• Exercise details: Up to and including the line with "hands out owned", please set down the entries below exactly, starting from the first line.

• Data section:
|---|
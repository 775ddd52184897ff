//! Store Cursor
//!
//! Lazy ascending iteration over the store from a seek position.

use std::sync::Arc;

use bytes::Bytes;

use super::OrderedStore;

/// Iterator over store entries in ascending key order
///
/// Each step takes the read lock only for one lookup and hands out owned
/// entries, so no lock is held between steps. A cursor is finite and not
/// resumable: start a new scan with [`OrderedStore::seek`].
pub struct Cursor {
    store: Arc<OrderedStore>,
    /// Key to resume after (or at, before the first step)
    position: Vec<u8>,
    /// True until the first entry has been produced
    inclusive: bool,
    exhausted: bool,
}

impl Cursor {
    pub(super) fn new(store: Arc<OrderedStore>, from: Vec<u8>) -> Self {
        Self {
            store,
            position: from,
            inclusive: true,
            exhausted: false,
        }
    }
}

impl Iterator for Cursor {
    /// (composite key, value)
    type Item = (Vec<u8>, Bytes);

    fn next(&mut self) -> Option<Self::Item> {
        if self.exhausted {
            return None;
        }

        match self.store.next_entry(&self.position, self.inclusive) {
            Some((key, value)) => {
                self.position.clear();
                self.position.extend_from_slice(&key);
                self.inclusive = false;
                Some((key, value))
            }
            None => {
                self.exhausted = true;
                None
            }
        }
    }
}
|---|
• Response to the task:
repository 775ddd52184897ff
//! Store Cursor
//!
//! Lazy ascending iteration over the store from a seek position.

use std::sync::Arc;

use bytes::Bytes;

use super::OrderedStore;

/// Iterator over store entries in ascending key order
///
/// Each step takes the read lock only for one lookup and hands out owned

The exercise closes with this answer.